Last month, Tsankov’s team at ChainSecurity saved Ethereum from a possible repeat of the DAO catastrophe. Just a day before a major planned software upgrade, the company told Ethereum’s lead developers that it would have the unintended consequence of leaving some contracts on the blockchain newly vulnerable to the same kind of bug that led to the DAO hack. The developers promptly postponed the upgrade and will give it another go later this month.

Nevertheless, hundreds of valuable Ethereum smart contracts were already vulnerable to this so-called reentrancy bug, according to Victor Fang, cofounder and CEO of blockchain security firm AnChain.ai. Tens of thousands of contracts may contain some other kind of vulnerability, according to research conducted last year. And the very nature of public blockchains means that if a smart-contract bug exists, hackers will find it, since the source code is often visible on the blockchain. “This is very different than traditional cybersecurity,” says Fang, who previously worked for the cybersecurity firm FireEye.
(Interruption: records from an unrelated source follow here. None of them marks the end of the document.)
//! Text embeddings for semantic search over the memory store
//!
//! - [`OpenAiEmbedder`] - calls the `/embeddings` endpoint
//!   (`text-embedding-3-small`, 1536 dimensions by default)
//! - [`HashEmbedder`] - deterministic bag-of-words feature hashing, for
//!   offline runs and tests

use std::time::Duration;

use serde::{Deserialize, Serialize};

use crate::provider::openai::post_json;
use crate::provider::retry::{retry_with_backoff, RetryCallback, RetryConfig};
use crate::provider::ProviderError;

/// Errors from embedding text
#[derive(Debug, thiserror::Error)]
pub enum EmbedError {
    /// The embeddings API call failed
    #[error(transparent)]
    Provider(#[from] ProviderError),

    /// The API returned a different number of vectors than inputs
    #[error("expected {expected} embeddings, got {actual}")]
    CountMismatch { expected: usize, actual: usize },

    /// A vector had the wrong number of dimensions
    #[error("expected {expected} dimensions, got {actual}")]
    DimensionMismatch { expected: usize, actual: usize },
}

/// Turns text into vectors
#[async_trait::async_trait]
pub trait Embedder: Send + Sync {
    /// Length of every vector this embedder returns
    fn dimensions(&self) -> usize;

    /// Embed a batch of documents, one vector per input in input order
    async fn embed_documents(&self, texts: &[String]) -> Result<Vec<Vec<f32>>, EmbedError>;

    /// Embed a search query
    async fn embed_query(&self, text: &str) -> Result<Vec<f32>, EmbedError> {
        let mut vectors = self.embed_documents(&[text.to_string()]).await?;
        vectors.pop().ok_or(EmbedError::CountMismatch {
            expected: 1,
            actual: 0,
        })
    }
}

/// Cosine similarity of two vectors; 0.0 when either is all zeros
pub fn cosine_similarity(a: &[f32], b: &[f32]) -> f32 {
    let (mut dot, mut norm_a, mut norm_b) = (0.0f32, 0.0f32, 0.0f32);
    for (x, y) in a.iter().zip(b.iter()) {
        dot += x * y;
        norm_a += x * x;
        norm_b += y * y;
    }
    if norm_a == 0.0 || norm_b == 0.0 {
        return 0.0;
    }
    dot / (norm_a.sqrt() * norm_b.sqrt())
}

// ===== OpenAI =====

const DEFAULT_EMBEDDING_MODEL: &str = "text-embedding-3-small";
const DEFAULT_EMBEDDING_DIMS: usize = 1536;
const DEFAULT_TIMEOUT: Duration = Duration::from_secs(60);

#[derive(Serialize)]
struct EmbeddingRequest<'a> {
    model: &'a str,
    input: &'a [String],
    #[serde(skip_serializing_if = "Option::is_none")]
    dimensions: Option<usize>,
}

#[derive(Deserialize)]
struct EmbeddingResponse {
    data: Vec<EmbeddingData>,
}

#[derive(Deserialize)]
struct EmbeddingData {
    #[serde(default)]
    index: usize,
    embedding: Vec<f32>,
}

/// Embedder backed by the OpenAI embeddings API
#[derive(Clone)]
pub struct OpenAiEmbedder {
    client: reqwest::Client,
    api_key: Option<String>,
    base_url: String,
    model: String,
    dimensions: usize,
    retry_config: RetryConfig,
    on_retry: Option<RetryCallback>,
}

impl std::fmt::Debug for OpenAiEmbedder {
    fn fmt(&self, f: &mut std::fmt::Formatter<'_>) -> std::fmt::Result {
        f.debug_struct("OpenAiEmbedder")
            .field("model", &self.model)
            .field("dimensions", &self.dimensions)
            .field("base_url", &self.base_url)
            .field("api_key", &self.api_key.as_ref().map(|_| "[REDACTED]"))
            .finish()
    }
}

impl OpenAiEmbedder {
    pub fn new(api_key: Option<String>) -> Result<Self, ProviderError> {
        let client = reqwest::Client::builder()
            .timeout(DEFAULT_TIMEOUT)
            .build()
            .map_err(|e| {
                ProviderError::Configuration(format!("Failed to create HTTP client: {}", e))
            })?;

        Ok(Self {
            client,
            api_key: api_key.filter(|k| !k.trim().is_empty()),
            base_url: crate::model::Vendor::OpenAi.default_base_url().to_string(),
            model: DEFAULT_EMBEDDING_MODEL.to_string(),
            dimensions: DEFAULT_EMBEDDING_DIMS,
            retry_config: RetryConfig::default(),
            on_retry: None,
        })
    }

    /// Read `OPENAI_API_KEY` and `OPENAI_BASE_URL` from the environment
    pub fn from_env() -> Result<Self, ProviderError> {
        let embedder = Self::new(std::env::var("OPENAI_API_KEY").ok())?;
        Ok(match std::env::var("OPENAI_BASE_URL") {
            Ok(url) if !url.trim().is_empty() => embedder.with_base_url(url),
            _ => embedder,
        })
    }

    pub fn with_base_url(mut self, base_url: impl Into<String>) -> Self {
        self.base_url = base_url.into().trim_end_matches('/').to_string();
        self
    }

    /// Use a different embedding model and vector size
    pub fn with_model(mut self, model: impl Into<String>, dimensions: usize) -> Self {
        self.model = model.into();
        self.dimensions = dimensions;
        self
    }

    pub fn with_retry_config(mut self, config: RetryConfig) -> Self {
        self.retry_config = config;
        self
    }
}

#[async_trait::async_trait]
impl Embedder for OpenAiEmbedder {
    fn dimensions(&self) -> usize {
        self.dimensions
    }

    async fn embed_documents(&self, texts: &[String]) -> Result<Vec<Vec<f32>>, EmbedError> {
        if texts.is_empty() {
            return Ok(Vec::new());
        }

        let api_key = self.api_key.as_deref().ok_or_else(|| {
            ProviderError::Authentication("OPENAI_API_KEY environment variable not set".to_string())
        })?;

        let request = EmbeddingRequest {
            model: &self.model,
            input: texts,
            dimensions: (self.dimensions != DEFAULT_EMBEDDING_DIMS).then_some(self.dimensions),
        };
        let url = format!("{}/embeddings", self.base_url);

        let mut response: EmbeddingResponse = retry_with_backoff(
            || post_json(&self.client, &url, api_key, &request),
            &self.retry_config,
            &self.on_retry,
        )
        .await?;

        if response.data.len() != texts.len() {
            return Err(EmbedError::CountMismatch {
                expected: texts.len(),
                actual: response.data.len(),
            });
        }

        response.data.sort_by_key(|d| d.index);
        let vectors: Vec<Vec<f32>> = response.data.into_iter().map(|d| d.embedding).collect();
        if let Some(bad) = vectors.iter().find(|v| v.len() != self.dimensions) {
            return Err(EmbedError::DimensionMismatch {
                expected: self.dimensions,
                actual: bad.len(),
            });
        }
        Ok(vectors)
    }
}

// ===== Hashing =====

/// Deterministic bag-of-words embedder
///
/// Lowercased alphanumeric tokens are hashed (FNV-1a) into `dimensions`
/// buckets and the result is L2-normalized, so texts sharing words score
/// higher under cosine similarity.
#[derive(Debug, Clone, Copy)]
pub struct HashEmbedder {
    dimensions: usize,
}

impl HashEmbedder {
    pub fn new(dimensions: usize) -> Self {
        Self {
            dimensions: dimensions.max(1),
        }
    }

    pub fn embed(&self, text: &str) -> Vec<f32> {
        let mut vector = vec![0.0f32; self.dimensions];
        for token in text
            .split(|c: char| !c.is_alphanumeric())
            .filter(|t| !t.is_empty())
        {
            let hash = fnv1a(&token.to_lowercase());
            vector[(hash % self.dimensions as u64) as usize] += 1.0;
        }

        let norm = vector.iter().map(|x| x * x).sum::<f32>().sqrt();
        if norm > 0.0 {
            vector.iter_mut().for_each(|x| *x /= norm);
        }
        vector
    }
}

impl Default for HashEmbedder {
    fn default() -> Self {
        Self::new(256)
    }
}

fn fnv1a(s: &str) -> u64 {
    let mut hash: u64 = 0xcbf29ce484222325;
    for byte in s.bytes() {
        hash ^= byte as u64;
        hash = hash.wrapping_mul(0x100000001b3);
    }
    hash
}

#[async_trait::async_trait]
impl Embedder for HashEmbedder {
    fn dimensions(&self) -> usize {
        self.dimensions
    }

    async fn embed_documents(&self, texts: &[String]) -> Result<Vec<Vec<f32>>, EmbedError> {
        Ok(texts.iter().map(|t| self.embed(t)).collect())
    }
}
Buggy contracts, especially those holding thousands or millions of dollars, have attracted hackers just as advanced as the kind who attack banks or governments. In August, AnChain identified five Ethereum addresses behind an extremely sophisticated attack that exploited a contract flaw in a popular gambling game to steal $4 million.

Can the hackers be defeated?

AnChain.ai is one of several recent startups created to address the blockchain hacking threat. It uses artificial intelligence to monitor transactions and detect suspicious activity, and it can scan smart-contract code for known vulnerabilities.

Other companies, including Tsankov’s ChainSecurity, are developing auditing services based on an established computer science technique called formal verification. The goal is to prove mathematically that a contract’s code will actually do what its creators intended. These auditing tools, which have begun to emerge in the past year or so, have allowed smart-contract creators to eliminate many of the bugs that had been “low-hanging fruit,” says Tsankov. But the process can be expensive and time consuming.

It may also be possible to use additional smart contracts to set up blockchain-based “bug bounties.” These would encourage people to report flaws in return for a cryptocurrency reward, says Philip Daian, a researcher at Cornell University’s Initiative for Cryptocurrencies and Contracts.

But making sure code is clean will only go so far. A blockchain, after all, is a complex economic system that depends on the unpredictable behavior of humans, and people will always be angling for new ways to game it. Daian and his colleagues have shown how attackers have already figured out how to profit by gaming popular Ethereum smart contracts, for instance.

In short, while blockchain technology has been long touted for its security, under certain conditions it can  be quite vulnerable. Sometimes shoddy execution can be blamed, or unintentional software bugs. Other times it’s more of a gray area—the complicated result of interactions between the code, the economics of the blockchain, and human greed. That’s been known in theory since the technology’s beginning. Now that so many blockchains are out in the world, we are learning what it actually means—often the hard way.